The company and its bankers have halted work on the Hong Kong listing originally slated for around the summer of this year, the people said. In addition to dealing with the CAC review, Didi is also working to finalize its fourth-quarter results as required for a listing prospectus, they said.
Didi’s American depositary shares posted their biggest decline since they started trading in the U.S. last June, plummeting to $1.89 in New York.
Didi became one of the biggest targets of a tech-sector crackdown by Chinese authorities after it pushed through a $4.4 billion U.S. initial public offering in June. Days after its listing, the company was placed under a cybersecurity probe and its services were taken off Chinese app stores.
Read More: Didi’s Move From NYSE to Hong Kong – What to Know: QuickTake
The ride-hailing giant has since explored several alternatives including hiving off data to a third-party Chinese firm and selling a stake to state-backed companies, Bloomberg News has reported. Its shares had already dropped about 76% from its IPO price before Friday’s decline. Didi revealed a $4.7 billion loss after revenues shrank in the September quarter following Beijing’s regulatory assault against the tech sector.

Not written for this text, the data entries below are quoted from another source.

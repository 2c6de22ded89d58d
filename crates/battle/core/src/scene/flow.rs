//! Resolution and input steps of a tick.

use crate::action::ActionAlgorithm;
use crate::state::{BattleContext, BattlerId};

use super::{BattlePhase, BattleScene, PartyOption, SceneError};

/// Draw purpose for targets picked on behalf of the party in auto-battle.
const AUTO_TARGET_DRAW: u32 = 1;

impl BattleScene<'_> {
    /// Resolution step. Skipped while a modal message is visible.
    pub(super) fn process_actions(&mut self, ctx: &mut BattleContext) -> Result<(), SceneError> {
        match self.phase {
            BattlePhase::Start => self.set_phase(BattlePhase::SelectOption),
            BattlePhase::Battle => self.resolve_one(ctx),
            _ => {}
        }
        Ok(())
    }

    /// Input step. Skipped while a message is pending.
    pub(super) fn process_input(&mut self, ctx: &mut BattleContext) -> Result<(), SceneError> {
        match self.phase {
            BattlePhase::SelectOption => self.select_option(ctx)?,
            BattlePhase::SelectActor => self.select_next_actor(ctx),
            BattlePhase::SelectCommand => self.select_command(ctx)?,
            BattlePhase::AutoBattle => self.assign_auto_attacks(ctx)?,
            _ => {}
        }
        Ok(())
    }

    fn resolve_one(&mut self, ctx: &mut BattleContext) {
        let Some(action) = ctx.resolve_next() else {
            self.finish_round(ctx);
            return;
        };

        if !ctx.battler(action.actor).is_some_and(|b| b.is_alive()) {
            tracing::debug!(
                actor = %action.actor,
                kind = %action.algorithm.kind(),
                "discarding action of fallen battler"
            );
            return;
        }

        tracing::debug!(
            actor = %action.actor,
            kind = %action.algorithm.kind(),
            "resolving action"
        );
        if let Some(result) = self.services.resolver.resolve(action, ctx, &self.env) {
            self.set_phase(result.into());
        }
    }

    fn finish_round(&mut self, ctx: &mut BattleContext) {
        if ctx.troop().is_defeated(ctx.battlers()) {
            self.set_phase(BattlePhase::Victory);
        } else if ctx.party().is_defeated(ctx.battlers()) {
            self.set_phase(BattlePhase::Defeat);
        } else {
            self.advance_turn(ctx);
            self.set_phase(BattlePhase::SelectOption);
        }
    }

    fn select_option(&mut self, ctx: &mut BattleContext) -> Result<(), SceneError> {
        let Some(option) = self.services.commands.select_option(ctx) else {
            return Ok(());
        };
        tracing::debug!(%option, "party option selected");

        match option {
            PartyOption::Fight => {
                self.decide_enemy_actions(ctx)?;
                self.set_phase(BattlePhase::SelectActor);
            }
            PartyOption::AutoBattle => {
                self.auto_battle = true;
                self.decide_enemy_actions(ctx)?;
                self.set_phase(BattlePhase::AutoBattle);
            }
            PartyOption::Escape => self.set_phase(BattlePhase::Escape),
        }
        Ok(())
    }

    fn select_next_actor(&mut self, ctx: &BattleContext) {
        self.active_actor = awaiting_command(ctx).next();
        match self.active_actor {
            Some(actor) => {
                tracing::debug!(%actor, "awaiting command");
                self.set_phase(BattlePhase::SelectCommand);
            }
            None => self.set_phase(BattlePhase::Battle),
        }
    }

    fn select_command(&mut self, ctx: &mut BattleContext) -> Result<(), SceneError> {
        let Some(actor) = self.active_actor else {
            self.set_phase(BattlePhase::SelectActor);
            return Ok(());
        };
        let Some(command) = self.services.commands.select_command(actor, ctx) else {
            return Ok(());
        };

        ctx.assign_action(actor, command.into_algorithm())?;
        self.active_actor = None;
        self.set_phase(BattlePhase::SelectActor);
        Ok(())
    }

    fn assign_auto_attacks(&mut self, ctx: &mut BattleContext) -> Result<(), SceneError> {
        let rng = self.env.rng()?;
        let pending: Vec<BattlerId> = awaiting_command(ctx).collect();
        for actor in pending {
            let seed = ctx.next_seed(actor, AUTO_TARGET_DRAW);
            let Some(target) = ctx.troop().random_living(ctx.battlers(), rng, seed) else {
                break;
            };
            ctx.assign_action(
                actor,
                ActionAlgorithm::Normal {
                    target: Some(target),
                },
            )?;
        }
        self.set_phase(BattlePhase::Battle);
        Ok(())
    }
}

/// Living party members that have no action for this round yet.
fn awaiting_command(ctx: &BattleContext) -> impl Iterator<Item = BattlerId> + '_ {
    ctx.party()
        .living(ctx.battlers())
        .filter(move |&id| ctx.battler(id).is_some_and(|b| !b.has_algorithm()))
}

Didi in December announced its plan to delist in the U.S. and pursue a listing in Hong Kong.
The suspension threatens to derail Didi’s plans to move its listing closer to home, which would allay Beijing’s concerns about the leak of sensitive data overseas. Now, the CAC’s dissatisfaction with the proposed safeguards throws those plans in limbo and raises questions about what penalties regulators may have in store for the embattled firm.

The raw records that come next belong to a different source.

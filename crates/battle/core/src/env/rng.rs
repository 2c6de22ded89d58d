//! Deterministic random draws for target and action selection.
//!
//! Every draw is a pure function of a seed, so a battle replayed with the same
//! base seed and the same inputs makes the same choices.

/// RNG oracle for deterministic random number generation.
pub trait RngOracle: Send + Sync {
    /// Generate a random u32 value from a seed.
    fn next_u32(&self, seed: u64) -> u32;

    /// Generate a random value in range [min, max] inclusive.
    fn range(&self, seed: u64, min: u32, max: u32) -> u32 {
        if min >= max {
            return min;
        }
        let span = max - min + 1;
        min + (self.next_u32(seed) % span)
    }

    /// Picks an index from `weights` with probability proportional to each
    /// weight. Returns `None` when all weights are zero.
    fn weighted_index(&self, seed: u64, weights: &[u32]) -> Option<usize> {
        let total: u32 = weights.iter().sum();
        if total == 0 {
            return None;
        }
        let mut roll = self.next_u32(seed) % total;
        weights.iter().position(|&weight| {
            if roll < weight {
                true
            } else {
                roll -= weight;
                false
            }
        })
    }
}

/// PCG-XSH-RR generator: 64-bit LCG state, 32-bit permuted output.
#[derive(Clone, Copy, Debug, Default)]
pub struct PcgRng;

impl PcgRng {
    const MULTIPLIER: u64 = 6364136223846793005;
    const INCREMENT: u64 = 1442695040888963407;

    #[inline]
    fn output(seed: u64) -> u32 {
        let state = seed
            .wrapping_mul(Self::MULTIPLIER)
            .wrapping_add(Self::INCREMENT);
        let xorshifted = (((state >> 18) ^ state) >> 27) as u32;
        let rot = (state >> 59) as u32;
        xorshifted.rotate_right(rot)
    }
}

impl RngOracle for PcgRng {
    fn next_u32(&self, seed: u64) -> u32 {
        Self::output(seed)
    }
}

/// Mixes the battle seed, draw counter, battler and draw purpose into a seed.
///
/// `context` separates independent draws made for the same battler at the
/// same nonce (0 = action choice, 1 = target choice).
pub fn compute_seed(battle_seed: u64, nonce: u64, battler: u32, context: u32) -> u64 {
    let mut hash = battle_seed;
    hash ^= nonce.wrapping_mul(0x9e3779b97f4a7c15);
    hash ^= (battler as u64).wrapping_mul(0x517cc1b727220a95);
    hash ^= (context as u64).wrapping_mul(0x85ebca6b);

    // SplitMix-style avalanche
    hash ^= hash >> 33;
    hash = hash.wrapping_mul(0xff51afd7ed558ccd);
    hash ^= hash >> 33;
    hash
}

The CAC could make the probe results public in the coming weeks, one of the people said. Representatives for Didi and the CAC didn’t immediately respond to requests for comment.
Didi’s controversial share sale triggered an onslaught of regulatory actions constraining Chinese companies from raising capital overseas. The Chinese government tightened rules over listing abroad, introducing requirements that firms with at least one million users undergo a cybersecurity review beforehand and companies in industries on a negative list must seek a waiver before proceeding for share sales.

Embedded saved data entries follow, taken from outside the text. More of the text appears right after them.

use crate::state::ActorId;

/// Oracle providing party member (hero) definitions.
pub trait ActorOracle: Send + Sync {
    fn actor(&self, id: ActorId) -> Option<&ActorTemplate>;
}

/// Static definition of a party member as it enters battle.
#[derive(Clone, Debug, PartialEq, Eq)]
#[cfg_attr(feature = "serde", derive(serde::Serialize, serde::Deserialize))]
pub struct ActorTemplate {
    pub name: String,
    pub max_hp: u32,
}

impl ActorTemplate {
    pub fn new(name: impl Into<String>, max_hp: u32) -> Self {
        Self {
            name: name.into(),
            max_hp,
        }
    }
}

The company selected Goldman Sachs Group Inc., CMB International Securities Ltd. and CCB International Holdings Ltd. to work on its planned Hong Kong listing, Bloomberg News reported in December.
Didi’s own listing was expected to precede a wave of Chinese debuts closer to home, particularly from the sensitive internet arena. A suspension of its listing plans stokes persistent uncertainty over the government’s intentions for the giant industry following an unprecedented series of regulatory actions leveled against the country’s largest companies from Jack Ma’s Alibaba Group Holding Ltd. to Meituan.
Last month, Bloomberg News reported that Beijing had ordered state-run firms to report their exposure to Ma’s Ant Group Co. — the hardest-hit firm in Xi Jinping’s campaign to curb “disorderly capital” and rein in powerful private enterprises. The surprise move triggered a Chinese market selloff and spurred speculation that Beijing is readying another assault on the world’s biggest internet arena.
Read more: China Crackdown Risk Roars Back in Probe of Jack Ma’s Empire
U.S.-listed Chinese stocks plunged on Thursday amid news that five additional companies including BeiGene Ltd. and Yum China Holdings Inc. were provisionally identified on a list of firms facing potential sanction by the Securities and Exchange Commission.